Two directions, though, one for each of them:
Cam’s called upward. Fox goes low.
Will the path they walk bring them home again?
TQ: Tell us something about The Braided Path that is not in the book description.
Donna Glee: I’ll give you two for the price of one.
First, the book positively oozes with pre-industrial technology. Living in the Appalachians and traveling to places where life is pretty simple, I’ve had the opportunity to learn a lot of traditional technology: making cord from fibers, spinning on drop spindles, making fire from a fire-bow, and so forth, and I used the details of that experience to help build the world of The Braided Path and make it feel solid and real. (Even though it’s not in the book, I’ll take this moment to brag that I’m one of the few people you’ll ever meet who has actually brain-tanned a deerskin.)
And here’s another piece of randomness: There’s no evil in the book. Not even any human brokenness to speak of. The conflict, danger, and struggle in the book come from other sources. I noticed this while I was writing it and tried to slip in some badness a couple of times, but the story just didn’t want it there. I mean, it’s not like I can’t write evil—wait until you meet the Chief Interpreter in my next book, Dreamers—it’s just that this story wanted to be an exploration of a society that might actually work without deforming its people. Sort of anti-dystopian. Not just “utopian,” meaning “nowhere,” but “eutopian”—“a good-where.” I wonder what people will think of this with grimdark being so fashionable?
TQ: What inspired you to write The Braided Path?
Donna Glee: Remember I said that I used to do most of my writing when I was away from home? Well, about seven years ago, I was at this fabulous creative retreat called The Hambidge Center, in the hills of north Georgia. (Writers, check it out!) At Hambidge, each writer, artist, or musician has their own “studio”—a little cabin off in the woods where you live in total solitude except for coming down to the main lodge for stellar vegetarian dinners in the evenings. (And, lemme tell you, people start to look really good to you after the isolation of the long work days. Everybody’s beautiful. Witty. Charming. Seriously.) I was on the long, uphill slog back to my cabin when a “what-if” started nibbling at my brain: What if this slope went on forever?

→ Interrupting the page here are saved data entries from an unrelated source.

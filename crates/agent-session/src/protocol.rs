use serde::{Deserialize, Serialize};
use serde_json::Value;

use crate::error::Result;

/// Status tag carried by every inbound agent message.
#[derive(Debug, Clone, Copy, PartialEq, Eq, Hash, Serialize, Deserialize)]
#[serde(rename_all = "lowercase")]
pub enum MessageKind {
    Info,
    Success,
    Warning,
    Error,
    Done,
}

impl MessageKind {
    /// Maps a wire tag to a kind. Unknown or missing tags are `Info`.
    pub fn from_tag(tag: Option<&str>) -> Self {
        match tag {
            Some("success") => MessageKind::Success,
            Some("warning") => MessageKind::Warning,
            Some("error") => MessageKind::Error,
            Some("done") => MessageKind::Done,
            _ => MessageKind::Info,
        }
    }

    /// `done` and `error` end the current turn.
    pub fn is_terminal(self) -> bool {
        matches!(self, MessageKind::Done | MessageKind::Error)
    }

    pub fn as_str(self) -> &'static str {
        match self {
            MessageKind::Info => "info",
            MessageKind::Success => "success",
            MessageKind::Warning => "warning",
            MessageKind::Error => "error",
            MessageKind::Done => "done",
        }
    }
}

/// Frames sent from the shell to the agent service.
#[derive(Debug, Clone, PartialEq, Eq, Serialize)]
#[serde(untagged)]
pub enum ClientFrame {
    /// `{ "task": "..." }`
    Task { task: String },
    /// `{ "cancel": true }`, sent when the user stops a running turn.
    Cancel { cancel: bool },
}

impl ClientFrame {
    pub fn task(text: impl Into<String>) -> Self {
        ClientFrame::Task { task: text.into() }
    }

    pub fn cancel() -> Self {
        ClientFrame::Cancel { cancel: true }
    }

    pub fn encode(&self) -> Result<String> {
        Ok(serde_json::to_string(self)?)
    }
}

/// A decoded inbound message.
///
/// Decoding never fails: anything that is not a JSON object becomes an
/// `Info` message carrying the raw text, and an object without a string
/// `message` field carries its own serialisation as content.
#[derive(Debug, Clone, PartialEq, Eq)]
pub struct ServerMessage {
    pub kind: MessageKind,
    pub message: String,
}

impl ServerMessage {
    pub fn decode(raw: &str) -> Self {
        match serde_json::from_str::<Value>(raw) {
            Ok(Value::Object(map)) => {
                let kind = MessageKind::from_tag(map.get("type").and_then(Value::as_str));
                let message = map
                    .get("message")
                    .and_then(Value::as_str)
                    .map(str::to_owned)
                    .unwrap_or_else(|| Value::Object(map).to_string());
                Self { kind, message }
            }
            _ => Self {
                kind: MessageKind::Info,
                message: raw.to_string(),
            },
        }
    }
}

I’d recently been through a Wilderness First Responder Course, so I knew some of the answers to that question. Temperature would change, for one thing, by about 4 degrees per thousand feet. Atmospheric pressure would change. Humidity would change. And because these basic things would change, the plants and animals would be different at different levels along the path. And because the plants and animals would be different, the human society basing itself on these resources would be different, too, depending how high or low you were. Hmmm… This began to interest me. What would it be like to live where you could easily walk right out of your own ecological community?
So, when I got back to the cabin, I started to write and out of that one “what-if” came my short story “Limits.” (You can read it for free on Strange Horizons or catch the audio version on PodCastle.) Jed Hartman, then at Strange Horizons, helped me put a nice polish on that tale of Cam, a young man who longed to climb high, toward the top of the world, and Fox, a young woman who longed to climb low, down toward the mythical sea at the bottom of all things. “Limits” got some positive attention, showing up on several “Best of the Year” lists and getting an honorable mention in Gardner Dozois’s anthology that year. But best of all, the story kept going, as young Cam and Fox followed where their hearts led them. And led me on the merry hunt for the story. I finished it—for the first time—on a Fulbright Fellowship in Hyderabad, India. You may see a little of India in the book when Cam gets to Big River Town.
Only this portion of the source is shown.